I'm getting a race condition when calling the WaitGroup
functions. From what I understand (taking a look at the data race report) the race condition happens when the first wg.Add
call is executed by one of the spawned goroutines and the main routine calls wg.Wait
at the same time. Is that correct? If it is, it means that I must always execute calls to Add on the main routine to avoid this kind of race on the resource? But, that also would mean that I need to know how many tasks the workers will need to handle in advance, which kinds of sucks if I need that the code handles any number of tasks that may come once the workers are running...
The code:
func Test(t *testing.T) {
t.Run("", func(t *testing.T) {
var wg sync.WaitGroup
queuedTaskC := make(chan func())
for i := 0; i < 5; i++ {
wID := i + 1
go func(workerID int) {
for task := range queuedTaskC {
wg.Add(1)
task()
}
}(wID)
}
taskFn := func() {
fmt.Println("executing task...")
wg.Done()
}
queuedTaskC <- taskFn
queuedTaskC <- taskFn
queuedTaskC <- taskFn
queuedTaskC <- taskFn
queuedTaskC <- taskFn
queuedTaskC <- taskFn
queuedTaskC <- taskFn
queuedTaskC <- taskFn
queuedTaskC <- taskFn
wg.Wait()
close(queuedTaskC)
fmt.Println(len(queuedTaskC))
})
}
The report:
==================
WARNING: DATA RACE
Read at 0x00c0001280d8 by goroutine 11:
internal/race.Read()
/src/internal/race/race.go:37 +0x206
sync.(*WaitGroup).Add()
/src/sync/waitgroup.go:71 +0x219
workerpool.Test.func1.1()
/workerpool/workerpool_test.go:36 +0x64
Previous write at 0x00c0001280d8 by goroutine 8:
internal/race.Write()
/src/internal/race/race.go:41 +0x125
sync.(*WaitGroup).Wait()
/src/sync/waitgroup.go:128 +0x126
workerpool.Test.func1()
/workerpool/workerpool_test.go:57 +0x292
testing.tRunner()
/src/testing/testing.go:1123 +0x202
Goroutine 11 (running) created at:
workerpool.Test.func1()
/workerpool/workerpool_test.go:34 +0xe4
testing.tRunner()
/src/testing/testing.go:1123 +0x202
Goroutine 8 (running) created at:
testing.(*T).Run()
/src/testing/testing.go:1168 +0x5bb
workerpool.Test()
workerpool_test.go:29 +0x4c
testing.tRunner()
/src/testing/testing.go:1123 +0x202
==================
WaitGroup
implementation is based on the internal counter which is changed by Add
and Done
methods. The Wait
method will not return until the counter is zeroed. It is also possible to reuse WaitGroup
but under certain conditions described in the documentation:
// If a WaitGroup is reused to wait for several independent sets of events,
// new Add calls must happen after all previous Wait calls have returned.
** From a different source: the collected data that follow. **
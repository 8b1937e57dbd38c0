//! # Storefront
//!
//! JSON REST API for an online store: a public catalog, customer accounts and
//! checkout, and an administration surface for staff.
//!
//! ## Features
//!
//! - **Unified principals**: customers and admins authenticate with the same
//!   JWT scheme and are authorized per route group with an `AuthPolicy`
//! - **Transactional checkout**: order placement and status changes are
//!   single storage operations, so stock is never oversold or restored twice
//! - **Server-trusted pricing**: totals are computed from stored products
//! - **Pluggable storage**: in-memory (default) or MongoDB
//!   (`mongodb_backend` feature)
//! - **Dashboard statistics** computed from the live collections
//!
//! ## Quick Start
//!
//! ```rust,ignore
//! use storefront::prelude::*;
//!
//! let config = AppConfig::from_env()?;
//! ServerBuilder::new()
//!     .with_config(config)
//!     .with_repositories(Repositories::in_memory())
//!     .serve()
//!     .await?;
//! ```

pub mod config;
pub mod core;
pub mod entities;
pub mod handlers;
pub mod server;
pub mod services;
pub mod storage;

/// Re-exports of commonly used types and traits
pub mod prelude {
    // === Core ===
    pub use crate::core::{
        auth::{AuthContext, AuthPolicy, AuthProvider, Principal, Role},
        credentials::TokenService,
        entity::Record,
        error::{ShopError, ShopResult},
        service::{CommerceService, DataService},
    };

    // === Documents ===
    pub use crate::entities::{
        Admin, AdminRole, Category, Order, OrderStatus, PaymentStatus, PricingPolicy, Product,
        Review, User,
    };

    // === Storage ===
    #[cfg(feature = "mongodb_backend")]
    pub use crate::storage::MongoStore;
    pub use crate::storage::{InMemoryStore, Repositories};

    // === Config ===
    pub use crate::config::AppConfig;

    // === Server ===
    pub use crate::server::{AppState, ServerBuilder};

    // === External dependencies ===
    pub use anyhow::Result;
    pub use async_trait::async_trait;
    pub use chrono::{DateTime, Utc};
    pub use serde::{Deserialize, Serialize};
    pub use uuid::Uuid;
}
Although your code is not reusing wg
it's able to zero the WaitGroup
counter multiple times. This happens when no tasks are being processed at a given time, which is entirely possible in concurrent code. And since your code does not wait Wait
to return before calling Add
you get the race condition error.
As everyone suggests in the comments you should abandon the idea of tracking the task with WaitGroup
in favor of controlling running goroutines. Attaching the code proposal.
func Test(t *testing.T) {
var wg sync.WaitGroup
queuedTaskC := make(chan func(), 10)
for i := 0; i < 5; i++ {
wID := i + 1
wg.Add(1)
go func(workerID int) {
defer wg.Done()
for task := range queuedTaskC {
task()
}
}(wID)
}
for i := 0; i < 10; i++ {
queuedTaskC <- func() {
fmt.Println("executing task...")
}
}
close(queuedTaskC)
wg.Wait()
fmt.Println(len(queuedTaskC))
}